Black robes flowing in a nonexistent wind, Vindatri stood behind them, towering above everyone but DuQuesne. "I think we shall not wait the time it takes to navigate. Come."
With a gesture, Vindatri simply banished space and time; when her vision cleared, she was standing on the deck of a large, generally circular command bridge.
Rising in startlement in front of her were three people. In the center, a moderately tall, well-built man, bald head shining above an intelligent, commanding face. To his one side, a slightly taller man, sporting a beard not entirely unlike DuQuesne's, sharp eyes studying them all – and pausing with visible approval on Ariane before moving on. On the bald man's other side, a striking woman with very curly hair also studied them with an air of gentle curiosity.

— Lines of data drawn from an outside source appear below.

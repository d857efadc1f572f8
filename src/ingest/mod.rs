//! Stage 1: raw indicator files -> one processed table per (category, source,
//! theme), with a coverage report and the lists of skipped files.

pub mod bucket;
pub mod export;
pub mod filename;
pub mod reader;
pub mod report;

use std::fmt;
use std::path::PathBuf;

use tracing::{debug, info, warn};

use crate::config::PipelineConfig;
use crate::error::{FileFailure, PipelineError, Result};
use crate::normalize::SynonymDictionary;
use crate::territory::TerritoryRegistry;

pub use bucket::{find_municipality_column, BucketKey, Buckets, FileRows, ThemeFilter, MUNICIPALITY_COLUMN};
pub use export::{export_theme, shape_for_export, ExportedTheme, ThemePaths};
pub use filename::{parse_filename_parts, FilenameParts};
pub use reader::{discover_raw_files, read_raw_table, RawFile};
pub use report::{read_validation_report, Coverage, CoverageStatus, ValidationRow};

/// Everything one ingestion run produced or skipped.
#[derive(Debug, Clone, Default)]
pub struct IngestOutcome {
    pub files_found: usize,
    pub skipped_by_filter: usize,
    pub report: Vec<ValidationRow>,
    /// Unreadable raw files and failed spreadsheet exports.
    pub read_failures: Vec<FileFailure>,
    pub missing_municipality: Vec<PathBuf>,
}

impl IngestOutcome {
    fn count_status(&self, status: CoverageStatus) -> usize {
        self.report.iter().filter(|row| row.status == status).count()
    }

    pub fn exported(&self) -> usize {
        self.report
            .iter()
            .filter(|row| row.status != CoverageStatus::Empty)
            .count()
    }

    pub fn partial(&self) -> usize {
        self.count_status(CoverageStatus::Partial)
    }

    pub fn empty(&self) -> usize {
        self.count_status(CoverageStatus::Empty)
    }
}

impl fmt::Display for IngestOutcome {
    fn fmt(&self, f: &mut fmt::Formatter<'_>) -> fmt::Result {
        writeln!(f, "Raw files found: {}", self.files_found)?;
        writeln!(f, "Skipped by filter: {}", self.skipped_by_filter)?;
        writeln!(
            f,
            "Themes exported: {} ({} partial, {} empty)",
            self.exported(),
            self.partial(),
            self.empty()
        )?;
        writeln!(f, "Read errors: {}", self.read_failures.len())?;
        write!(
            f,
            "Without municipality column: {}",
            self.missing_municipality.len()
        )
    }
}

/// Run ingestion end to end and write the report files.
///
/// Missing raw directory or dictionary aborts; any single-file problem is
/// recorded in the outcome and the run continues.
pub fn run_ingest(config: &PipelineConfig) -> Result<IngestOutcome> {
    if !config.raw_dir.is_dir() {
        return Err(PipelineError::missing("raw directory", &config.raw_dir));
    }
    let dictionary = SynonymDictionary::load(&config.dictionary_path)?;
    config.ensure_dirs()?;

    let registry = TerritoryRegistry::new(&config.territories);
    let filter = ThemeFilter::from_config(config);
    let files = discover_raw_files(&config.raw_dir);
    info!(
        root = %config.raw_dir.display(),
        files = files.len(),
        synonyms = dictionary.len(),
        municipalities = registry.len(),
        "ingestion started"
    );

    let mut outcome = IngestOutcome {
        files_found: files.len(),
        ..IngestOutcome::default()
    };
    let mut buckets = Buckets::default();

    for raw in &files {
        if !filter.accepts(&raw.category, &raw.parts.theme) {
            outcome.skipped_by_filter += 1;
            continue;
        }
        let table = match read_raw_table(raw, &dictionary) {
            Ok(table) => table,
            Err(reason) => {
                warn!(file = %raw.path.display(), %reason, "unreadable raw file skipped");
                outcome.read_failures.push(FileFailure::new(&raw.path, reason));
                continue;
            }
        };
        match bucket::select_member_rows(raw, table, &registry) {
            FileRows::NoMunicipalityColumn => {
                warn!(file = %raw.path.display(), "no municipality column, file skipped");
                outcome.missing_municipality.push(raw.path.clone());
            }
            FileRows::Selected(rows) => {
                debug!(file = %raw.path.display(), rows = rows.len(), "member rows selected");
                buckets.add(BucketKey::for_file(raw), rows);
            }
        }
    }

    for (key, rows) in buckets.into_tables() {
        let coverage = match rows.column_index(MUNICIPALITY_COLUMN) {
            Some(index) => Coverage::assess(rows.column_values(index), &registry),
            None => Coverage::assess(std::iter::empty(), &registry),
        };
        let status = coverage.status();

        let exported = if status == CoverageStatus::Empty {
            ExportedTheme::default()
        } else {
            export_theme(config, &key, &shape_for_export(rows), &mut outcome.read_failures)
        };
        let is_partial = status == CoverageStatus::Partial;
        if is_partial {
            info!(
                bucket = %key.indicator_id(),
                missing = coverage.missing.len(),
                "partial territorial coverage"
            );
        }
        debug!(bucket = %key.indicator_id(), %status, rows = exported.rows, "bucket done");

        outcome.report.push(ValidationRow {
            indicator_id: key.indicator_id(),
            category: key.category,
            source: key.source,
            theme: key.theme,
            status,
            csv_path: exported.csv,
            xlsx_path: exported.xlsx,
            rows: exported.rows,
            columns: exported.columns,
            missing_codes: if is_partial { coverage.missing } else { Vec::new() },
            present: coverage.present,
            expected: coverage.expected,
        });
    }

    report::write_validation_report(&config.validation_report_path(), &outcome.report)?;
    report::write_read_errors(&config.read_errors_report_path(), &outcome.read_failures)?;
    report::write_missing_municipality(
        &config.missing_municipality_report_path(),
        &outcome.missing_municipality,
    )?;

    info!(
        buckets = outcome.report.len(),
        exported = outcome.exported(),
        partial = outcome.partial(),
        errors = outcome.read_failures.len(),
        without_municipality = outcome.missing_municipality.len(),
        skipped_by_filter = outcome.skipped_by_filter,
        "ingestion finished"
    );
    Ok(outcome)
}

Glancing quickly around, Ariane saw there were multiple other stations on this two-level bridge. All of the crew were human or, she guessed, modified human; there was one dark-skinned man with a ridged, sculpted forehead and another, smaller man whose skin was an unnatural white and eyes a similarly unusual yellow.

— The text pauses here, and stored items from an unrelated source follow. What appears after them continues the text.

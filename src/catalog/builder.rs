use std::collections::BTreeSet;
use std::path::PathBuf;

use tracing::debug;

use crate::consolidate::value::parse_decimal;
use crate::ingest::ValidationRow;
use crate::normalize::unit_label_for_variable;
use crate::table::{read_column, read_headers, Table};

pub const CATALOG_COLUMNS: [&str; 10] = [
    "indicador_id",
    "categoria",
    "fonte",
    "tema",
    "unidade",
    "periodo",
    "arquivo_csv",
    "arquivo_excel",
    "n_variaveis",
    "variaveis",
];

/// Bookkeeping columns that never count as indicator variables.
pub const METADATA_COLUMNS: [&str; 11] = [
    "indicador_id",
    "categoria",
    "fonte",
    "tema",
    "recorte_origem",
    "arquivo_origem",
    "territorio_id",
    "territorio_nome",
    "cod_municipio",
    "ano",
    "mes",
];

pub const MULTIPLE_UNITS: &str = "multiplas";
pub const VARIABLE_LIST_LIMIT: usize = 150;

#[derive(Debug, Clone, PartialEq, Eq)]
pub struct CatalogEntry {
    pub indicator_id: String,
    pub category: String,
    pub source: String,
    pub theme: String,
    pub unit: String,
    pub period: String,
    pub csv_path: PathBuf,
    pub xlsx_path: Option<PathBuf>,
    pub variables: Vec<String>,
}

impl CatalogEntry {
    fn to_record(&self) -> Vec<String> {
        let listed: Vec<&str> = self
            .variables
            .iter()
            .take(VARIABLE_LIST_LIMIT)
            .map(String::as_str)
            .collect();
        vec![
            self.indicator_id.clone(),
            self.category.clone(),
            self.source.clone(),
            self.theme.clone(),
            self.unit.clone(),
            self.period.clone(),
            self.csv_path.to_string_lossy().into_owned(),
            self.xlsx_path
                .as_ref()
                .map(|p| p.to_string_lossy().into_owned())
                .unwrap_or_default(),
            self.variables.len().to_string(),
            listed.join(", "),
        ]
    }
}

pub fn value_variables(headers: &[String]) -> Vec<String> {
    headers
        .iter()
        .filter(|header| !METADATA_COLUMNS.contains(&header.as_str()))
        .cloned()
        .collect()
}

/// Single known unit, [`MULTIPLE_UNITS`] when several, empty when none.
pub fn infer_unit(variables: &[String]) -> String {
    let units: BTreeSet<&str> = variables
        .iter()
        .filter_map(|variable| unit_label_for_variable(variable))
        .collect();
    match units.len() {
        0 => String::new(),
        1 => units.into_iter().next().unwrap_or_default().to_string(),
        _ => MULTIPLE_UNITS.to_string(),
    }
}

/// `"<min>-<max>"` over the year values that parse, empty when none do.
pub fn infer_period<S: AsRef<str>>(years: &[S]) -> String {
    let parsed: Vec<i64> = years
        .iter()
        .filter_map(|year| parse_decimal(year.as_ref()))
        .map(|year| year.trunc() as i64)
        .collect();
    match (parsed.iter().min(), parsed.iter().max()) {
        (Some(min), Some(max)) => format!("{min}-{max}"),
        _ => String::new(),
    }
}

/// Catalog entry for one report row; `None` when the processed file is
/// missing or its header cannot be read.
pub fn entry_for(row: &ValidationRow, separator: u8) -> Option<CatalogEntry> {
    let csv_path = row.csv_path.as_ref().filter(|path| path.is_file())?;
    let headers = match read_headers(csv_path, separator) {
        Ok(headers) => headers,
        Err(err) => {
            debug!(file = %csv_path.display(), error = %err, "catalog entry omitted");
            return None;
        }
    };
    let variables = value_variables(&headers);
    let period = read_column(csv_path, separator, "ano")
        .ok()
        .flatten()
        .map(|years| infer_period(&years))
        .unwrap_or_default();

    Some(CatalogEntry {
        indicator_id: row.indicator_id.clone(),
        category: row.category.clone(),
        source: row.source.clone(),
        theme: row.theme.clone(),
        unit: infer_unit(&variables),
        period,
        csv_path: csv_path.clone(),
        xlsx_path: row.xlsx_path.clone(),
        variables,
    })
}

/// One entry per readable processed file, sorted by category, source, theme.
pub fn build_catalog(report: &[ValidationRow], separator: u8) -> Vec<CatalogEntry> {
    let mut entries: Vec<CatalogEntry> = report
        .iter()
        .filter_map(|row| entry_for(row, separator))
        .collect();
    entries.sort_by(|a, b| {
        (&a.category, &a.source, &a.theme).cmp(&(&b.category, &b.source, &b.theme))
    });
    entries
}

pub fn catalog_table(entries: &[CatalogEntry]) -> Table {
    let mut table = Table::new(CATALOG_COLUMNS.iter().map(|c| c.to_string()).collect());
    for entry in entries {
        table.push_row(entry.to_record());
    }
    table
}

#[cfg(test)]
mod tests {
    use super::*;

    fn strings(values: &[&str]) -> Vec<String> {
        values.iter().map(|v| v.to_string()).collect()
    }

    #[test]
    fn metadata_columns_are_not_variables() {
        let headers = strings(&["territorio_id", "cod_municipio", "ano", "area_ha", "renda_rs"]);
        assert_eq!(value_variables(&headers), strings(&["area_ha", "renda_rs"]));
    }

    #[test]
    fn unit_is_single_multiple_or_empty() {
        assert_eq!(infer_unit(&strings(&["area_ha", "area_total_ha"])), "ha");
        assert_eq!(infer_unit(&strings(&["area_ha", "taxa_perc"])), "multiplas");
        assert_eq!(infer_unit(&strings(&["populacao", "indice"])), "");
        assert_eq!(infer_unit(&strings(&["area_km2", "nome"])), "km²");
    }

    #[test]
    fn period_spans_parsed_years() {
        assert_eq!(infer_period(&["2019", "2015", "", "n/d", "2021.0"]), "2015-2021");
        assert_eq!(infer_period(&["", "x"]), "");
        assert_eq!(infer_period::<&str>(&[]), "");
    }
}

The bald man spoke, and his voice instantly identified him as the "Captain Picard" they had heard earlier. "Identify yourselves, please. I was expecting visitors by a more… mundane route."

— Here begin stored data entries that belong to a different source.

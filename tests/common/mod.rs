#![allow(dead_code)]

use std::fs;
use std::path::{Path, PathBuf};

use tempfile::TempDir;
use tsbio::territory::TerritoryDefinition;
use tsbio::PipelineConfig;

pub const RENDA_ID: &str = "socioeconomia__ibge__renda_per_capita";
pub const AREA_ID: &str = "uso_do_solo__mapbiomas__area_agricola";
pub const EMPTY_ID: &str = "vazio__fonte_x__tema_vazio";

pub const ALTAMIRA: [&str; 8] = [
    "1500602", "1500859", "1501725", "1504455", "1505486", "1507805", "1508159", "1508357",
];

/// A throwaway project tree with the standard layout and a small raw corpus:
/// one fully covered theme, one partial theme, one theme with no member rows,
/// one file without a municipality column and one malformed file.
pub struct Project {
    pub dir: TempDir,
    pub config: PipelineConfig,
}

impl Project {
    pub fn new() -> Self {
        let dir = tempfile::tempdir().expect("tempdir");
        let mut config = PipelineConfig::for_project_dir(dir.path());
        config.territories = vec![TerritoryDefinition::new(1, "Altamira", &ALTAMIRA)];
        write_fixture(&config);
        Self { dir, config }
    }

    pub fn root(&self) -> &Path {
        self.dir.path()
    }
}

fn write_file(path: &Path, contents: &str) {
    fs::create_dir_all(path.parent().expect("parent")).expect("create dirs");
    fs::write(path, contents).expect("write fixture");
}

fn write_fixture(config: &PipelineConfig) {
    write_file(
        &config.dictionary_path,
        "canonical,label_pt,synonyms\ncod_municipio,Código do município,CD_MUN|geocodigo\nano,Ano,year\n",
    );

    let mut renda = String::from("CD_MUN;Ano;Renda (R$)\n");
    for (index, code) in ALTAMIRA.iter().enumerate() {
        let value = if index == 0 { "1.234,56".to_string() } else { format!("{}", 800 + index) };
        renda.push_str(&format!("{code};2019;{value}\n"));
    }
    renda.push_str("3550308;2019;999\n");
    write_file(
        &raw_path(config, "Socioeconomia/IBGE - Renda per capita - municipal.csv"),
        &renda,
    );

    let mut area = String::from("geocodigo,ano,Área (ha)\n");
    for code in &ALTAMIRA[..6] {
        area.push_str(&format!("{code},2020,10.5\n"));
    }
    write_file(&raw_path(config, "Uso do solo/MapBiomas - Area agricola.csv"), &area);

    write_file(
        &raw_path(config, "Vazio/Fonte X - Tema vazio.csv"),
        "cod_municipio;valor\n3550308;1\n",
    );
    write_file(&raw_path(config, "Outros/sem codigo.csv"), "nome;valor\nA;1\n");
    write_file(
        &raw_path(config, "Outros/quebrado.csv"),
        "cod_municipio;valor\n1500602;1;extra\n",
    );
}

pub fn raw_path(config: &PipelineConfig, relative: &str) -> PathBuf {
    config.raw_dir.join(relative)
}

/// Mark `ids` for the dashboard in the curated catalog, which must exist.
pub fn flag_in_curated(config: &PipelineConfig, ids: &[&str]) {
    let path = config.curated_catalog_path();
    let mut curated = tsbio::table::read_delimited(&path).expect("curated readable");
    let id = curated.column_index("indicador_id").expect("id column");
    let flag = curated.column_index("dashboard").expect("flag column");
    for row in &mut curated.rows {
        if ids.contains(&row[id].as_str()) {
            row[flag] = "sim".to_string();
        }
    }
    tsbio::table::write_table(&path, &curated, b',', true).expect("curated written");
}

"I decided not to wait the hour that would be required," Vindatri said. "I am Vindatri, and it is in my territory you have appeared. This is Captain Ariane Austin and her companions Dr. Marc C. DuQuesne and Sun Wu Kung."
"Very interesting, Captain," said the pale-skinned man, eyes surveying them with a precision that felt almost mechanical.
"What is it, Data?"
"The name 'Sun Wu Kung' is one of a number assigned to the mythical being also called the Monkey King; this individual's appearance fits many elements of that being.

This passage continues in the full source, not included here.